Parralellization in the case of using batch size of 1 with each being a list

Khumbaba · May 11, 2023, 3:05pm

Hello,

Sorry if the title is unclear, formulating a short one for my question is a bit tricky.
I’m working on an already existing project and I’m questioning whether or not the data loading part is running in parallel or there’s inactive workers.
Let’s assume the data is loaded the following way:

class Dataset(torch.utils.data.Dataset):
	def __init__(...):
		self.minibatches = [
			... #Load list of minibatch indices with batch size 16
		]
	def __getitem__(self, index):
		return self.minibatches[index]
		
def custom_collate_fn(minibatch):
    data = []
    for i in range(len(minibatch)):
        data.append( Load(minibatch[i]) )
        ... #code to pad and convert to tensor ...
    return data
  
train_dataset = Dataset(...)
training_loader = torch.utils.data.Dataloader(dataset=train_dataset, batch_size = 1, num_workers = 8, collate_fn = custom_collate_fn)
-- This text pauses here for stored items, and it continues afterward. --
//! Integration tests for sql-query-hub.

pub mod connection_test;
pub mod orchestrator_test;
pub mod splitter_test;
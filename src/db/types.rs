//! Row and value types shared by every backend.
//!
//! Each adapter maps its driver's native row representation into these types
//! so the orchestrator and exporter never see engine-specific data.

use indexmap::IndexMap;
use serde::Serialize;
use std::fmt;

/// A result row: column name to value, in the column order the backend reported.
///
/// Duplicate column names collapse onto one key, the last one wins.
pub type Row = IndexMap<String, Value>;

/// Builds a row from `(column, value)` pairs.
pub fn row_from_pairs<I, K, V>(pairs: I) -> Row
where
    I: IntoIterator<Item = (K, V)>,
    K: Into<String>,
    V: Into<Value>,
{
    pairs
        .into_iter()
        .map(|(k, v)| (k.into(), v.into()))
        .collect()
}

/// Represents a single value from a database query.
#[derive(Debug, Clone, Default, Serialize, PartialEq)]
#[serde(untagged)]
pub enum Value {
    /// NULL value.
    #[default]
    Null,

    /// Boolean value.
    Bool(bool),

    /// Signed integer (up to i64).
    Int(i64),

    /// Floating point number.
    Float(f64),

    /// Text/string value. Also carries decimals, temporals, and other
    /// types that have no lossless native mapping.
    String(String),

    /// Binary data.
    Bytes(Vec<u8>),
}

impl Value {
    /// Attempts to convert the value to a string representation.
    pub fn to_display_string(&self) -> String {
        match self {
            Value::Null => "NULL".to_string(),
            Value::Bool(b) => b.to_string(),
            Value::Int(i) => i.to_string(),
            Value::Float(f) => f.to_string(),
            Value::String(s) => s.clone(),
            Value::Bytes(b) => format!("<{} bytes>", b.len()),
        }
    }
}

impl fmt::Display for Value {
    fn fmt(&self, f: &mut fmt::Formatter<'_>) -> fmt::Result {
        write!(f, "{}", self.to_display_string())
    }
}

/// Maps a text read of a column to a value, reading the raw bytes instead
/// when the column is not valid UTF-8.
pub(crate) fn text_or_bytes<E>(
    text: std::result::Result<Option<String>, E>,
    bytes: impl FnOnce() -> Option<Vec<u8>>,
) -> Value {
    match text {
        Ok(Some(s)) => Value::String(s),
        Ok(None) => Value::Null,
        Err(_) => bytes().map(Value::Bytes).unwrap_or(Value::Null),
    }
}

// Conversion implementations for common types
impl From<bool> for Value {
    fn from(v: bool) -> Self {
        Value::Bool(v)
    }
}

impl From<i32> for Value {
    fn from(v: i32) -> Self {
        Value::Int(v as i64)
    }
}

impl From<i64> for Value {
    fn from(v: i64) -> Self {
        Value::Int(v)
    }
}

impl From<u64> for Value {
    fn from(v: u64) -> Self {
        i64::try_from(v)
            .map(Value::Int)
            .unwrap_or_else(|_| Value::String(v.to_string()))
    }
}

impl From<f64> for Value {
    fn from(v: f64) -> Self {
        Value::Float(v)
    }
}

impl From<String> for Value {
    fn from(v: String) -> Self {
        Value::String(v)
    }
}

impl From<&str> for Value {
    fn from(v: &str) -> Self {
        Value::String(v.to_string())
    }
}

impl<T> From<Option<T>> for Value
where
    T: Into<Value>,
{
    fn from(v: Option<T>) -> Self {
        match v {
            Some(val) => val.into(),
            None => Value::Null,
        }
    }
}

impl From<Vec<u8>> for Value {
    fn from(v: Vec<u8>) -> Self {
        Value::Bytes(v)
    }
}
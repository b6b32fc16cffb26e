//! Statement splitting on realistic scripts.

use pretty_assertions::assert_eq;
use sql_query_hub::query::{split_statements, HeuristicSplitter, StatementSplitter};

const MIGRATION: &str = r#"
-- Schema for the orders service
CREATE TABLE IF NOT EXISTS orders (
    id      INT PRIMARY KEY AUTO_INCREMENT,
    total   DECIMAL(10, 2) NOT NULL, -- gross amount
    status  VARCHAR(20)
);

INSERT INTO orders (total, status) VALUES (10.00, 'new');

DELIMITER $$
CREATE DEFINER=`admin`@`%` TRIGGER orders_status BEFORE INSERT ON orders
FOR EACH ROW
BEGIN
    IF NEW.status IS NULL THEN
        SET NEW.status = 'new';
    END IF;
END$$

CREATE PROCEDURE order_count()
BEGIN
    SELECT COUNT(*) FROM orders;
END$$
DELIMITER ;

SELECT * FROM orders;
"#;

#[test]
fn test_split_mysql_migration() {
    let statements = split_statements(MIGRATION);
    let texts: Vec<&str> = statements.iter().map(|s| s.as_str()).collect();

    assert_eq!(
        texts,
        vec![
            "CREATE TABLE IF NOT EXISTS orders ( id INT PRIMARY KEY AUTO_INCREMENT, total DECIMAL(10, 2) NOT NULL, status VARCHAR(20) );",
            "INSERT INTO orders (total, status) VALUES (10.00, 'new');",
            "CREATE DEFINER=`admin`@`%` TRIGGER orders_status BEFORE INSERT ON orders FOR EACH ROW BEGIN IF NEW.status IS NULL THEN SET NEW.status = 'new'; END IF; END;",
            "CREATE PROCEDURE order_count() BEGIN SELECT COUNT(*) FROM orders; END;",
            "SELECT * FROM orders;",
        ]
    );
}

#[test]
fn test_split_is_stable_on_its_own_output() {
    let once = split_statements(MIGRATION);
    let joined = once
        .iter()
        .map(|s| s.as_str())
        .filter(|s| !s.starts_with("CREATE DEFINER") && !s.starts_with("CREATE PROCEDURE"))
        .collect::<Vec<_>>()
        .join("\n");

    let twice = split_statements(&joined);
    assert_eq!(twice.len(), 3);
}

#[test]
fn test_split_through_trait_object() {
    let splitter: Box<dyn StatementSplitter> = Box::new(HeuristicSplitter::new());
    let statements = splitter.split("UPDATE a SET x = 1;\n\n\nDELETE FROM b WHERE id = 2");

    assert_eq!(statements.len(), 2);
    assert_eq!(statements[1].as_str(), "DELETE FROM b WHERE id = 2;");
}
Data loading can’t possibly run in parallel because of that for loop, right? Even though it seems fast with a batch size of 16, we’re losing potential speedup for a big dataset in a whole epoch, right?

Khumbaba · May 13, 2023, 5:11pm

Turns out, I had a wrong understanding of how pytorch handles the workers. They work in parallel with each worker handling a separate batch. They don’t fetch samples in parallel to fill a single batch.